I'm using a touchscreen in vertical position as a monitor and I need to run a script at startup, otherwise Ubuntu does not flip the touch interface to fit the vertical position of the monitor and the touchscreen is unusable as a result. As the idea is not to need either a mouse or a keyboard, I need to be able to run the script automatically at startup without any user interaction.

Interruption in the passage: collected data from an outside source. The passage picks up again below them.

//! Per-video plate lists and cross-video comparison summaries on disk.

use std::collections::BTreeSet;
use std::fs;
use std::path::{Path, PathBuf};

use serde::{Deserialize, Serialize};
use tracing::info;

use crate::{Error, Result};

pub const VIDEO_EXTENSIONS: [&str; 2] = ["mp4", "mov"];
pub const VIOLATION_TYPE: &str = "Common vehicle detection (likely violation)";

#[derive(Debug, Clone, PartialEq, Eq, Serialize, Deserialize)]
pub struct ViolationSummary {
    pub video1: String,
    pub video2: String,
    pub violating_plates: Vec<String>,
    pub violation_type: String,
}

/// Extension match ignores case, so `clip.MP4` is a video too.
pub fn is_video_file(name: &str) -> bool {
    Path::new(name)
        .extension()
        .and_then(|ext| ext.to_str())
        .map(|ext| {
            VIDEO_EXTENSIONS
                .iter()
                .any(|video| video.eq_ignore_ascii_case(ext))
        })
        .unwrap_or(false)
}

/// Rejects anything that is not a single plain path component.
pub fn check_name(name: &str) -> Result<&str> {
    let trimmed = name.trim();
    if trimmed.is_empty()
        || trimmed == "."
        || trimmed == ".."
        || trimmed.contains('/')
        || trimmed.contains('\\')
    {
        return Err(Error::InvalidInput(format!("invalid file name: {name:?}")));
    }
    Ok(trimmed)
}

/// `clip.mov` and `clip` both name the video `clip`.
pub fn video_stem(name: &str) -> Result<&str> {
    let name = check_name(name)?;
    if is_video_file(name) {
        if let Some(stem) = Path::new(name).file_stem().and_then(|stem| stem.to_str()) {
            return Ok(stem);
        }
    }
    Ok(name)
}

#[derive(Debug, Clone)]
pub struct ResultStore {
    results_dir: PathBuf,
}

impl ResultStore {
    pub fn new(results_dir: impl Into<PathBuf>) -> Self {
        Self {
            results_dir: results_dir.into(),
        }
    }

    pub fn results_dir(&self) -> &Path {
        &self.results_dir
    }

    pub fn result_path(&self, name: &str) -> Result<PathBuf> {
        Ok(self.results_dir.join(format!("{}.json", video_stem(name)?)))
    }

    pub fn summary_path(&self, video1: &str, video2: &str) -> Result<PathBuf> {
        let (video1, video2) = (check_name(video1)?, check_name(video2)?);
        Ok(self
            .results_dir
            .join(format!("{video1}_{video2}_violation.json")))
    }

    pub fn save_plates(&self, name: &str, plates: &[String]) -> Result<PathBuf> {
        let path = self.result_path(name)?;
        fs::create_dir_all(&self.results_dir)?;
        fs::write(&path, serde_json::to_string_pretty(plates)?)?;
        info!(path = %path.display(), plates = plates.len(), "saved scan result");
        Ok(path)
    }

    pub fn load_plates(&self, name: &str) -> Result<Vec<String>> {
        let path = self.result_path(name)?;
        if !path.is_file() {
            return Err(Error::NotFound(path.display().to_string()));
        }
        let contents = fs::read_to_string(&path)?;
        serde_json::from_str(&contents).map_err(|e| Error::InvalidJson {
            path: path.display().to_string(),
            reason: e.to_string(),
        })
    }

    pub fn has_result(&self, name: &str) -> bool {
        self.result_path(name)
            .map(|path| path.is_file())
            .unwrap_or(false)
    }

    /// Plates present in both videos, sorted. The summary is written next to
    /// the per-video results.
    pub fn compare(&self, video1: &str, video2: &str) -> Result<(ViolationSummary, PathBuf)> {
        let summary_path = self.summary_path(video1, video2)?;
        let missing: Vec<String> = [video1, video2]
            .into_iter()
            .filter(|name| !self.has_result(name))
            .map(str::to_string)
            .collect();
        if !missing.is_empty() {
            return Err(Error::NotFound(missing.join(", ")));
        }

        let plates1: BTreeSet<String> = self.load_plates(video1)?.into_iter().collect();
        let plates2: BTreeSet<String> = self.load_plates(video2)?.into_iter().collect();
        let summary = ViolationSummary {
            video1: video1.trim().to_string(),
            video2: video2.trim().to_string(),
            violating_plates: plates1.intersection(&plates2).cloned().collect(),
            violation_type: VIOLATION_TYPE.to_string(),
        };

        fs::write(&summary_path, serde_json::to_string_pretty(&summary)?)?;
        info!(
            path = %summary_path.display(),
            common = summary.violating_plates.len(),
            "saved violation summary"
        );
        Ok((summary, summary_path))
    }
}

I tried all the ways I could find through Google to do it but none worked, probably because some of them referred to older Ubuntu versions. The last one I tried was this one:
https://linuxconfig.org/how-to-run-script-on-startup-on-ubuntu-20-04-focal-fossa-server-desktop
which looked promising. I did exactly what was shown, replacing the script with my script, but nothing happens at startup and I still have to run the .sh file from terminal manually to get proper touch screen calibration after startup.
Only the result matters, the method can be ugly, but I desperately need a way to make it work. I never thought it would be so complex and would require so much work to run a script at startup, and I'm way past my level of competence here.
#!/bin/bash
#portrait (left)
xrandr -o left xinput set-prop "HID 27c0:0818" --type=float "Coordinate Transformation Matrix" 0 -1 1 1 0 0 0 0 1
– funkypitt Jun 04 '20 at 07:46$ sudo nano /etc/systemd/system/flip.service book@book-fitlet2:~$ sudo nano /usr/local/bin/flip.sh book@book-fitlet2:~$ sudo chmod 744 /usr/local/bin/flip.sh book@book-fitlet2:~$ sudo chmod 664 /etc/systemd/system/flip.service book@book-fitlet2:~$ sudo systemctl daemon-reload book@book-fitlet2:~$ sudo systemctl enable flip.service Created symlink /etc/systemd/system/default.target.wants/flip.service → /etc/systemd/system/flip.service.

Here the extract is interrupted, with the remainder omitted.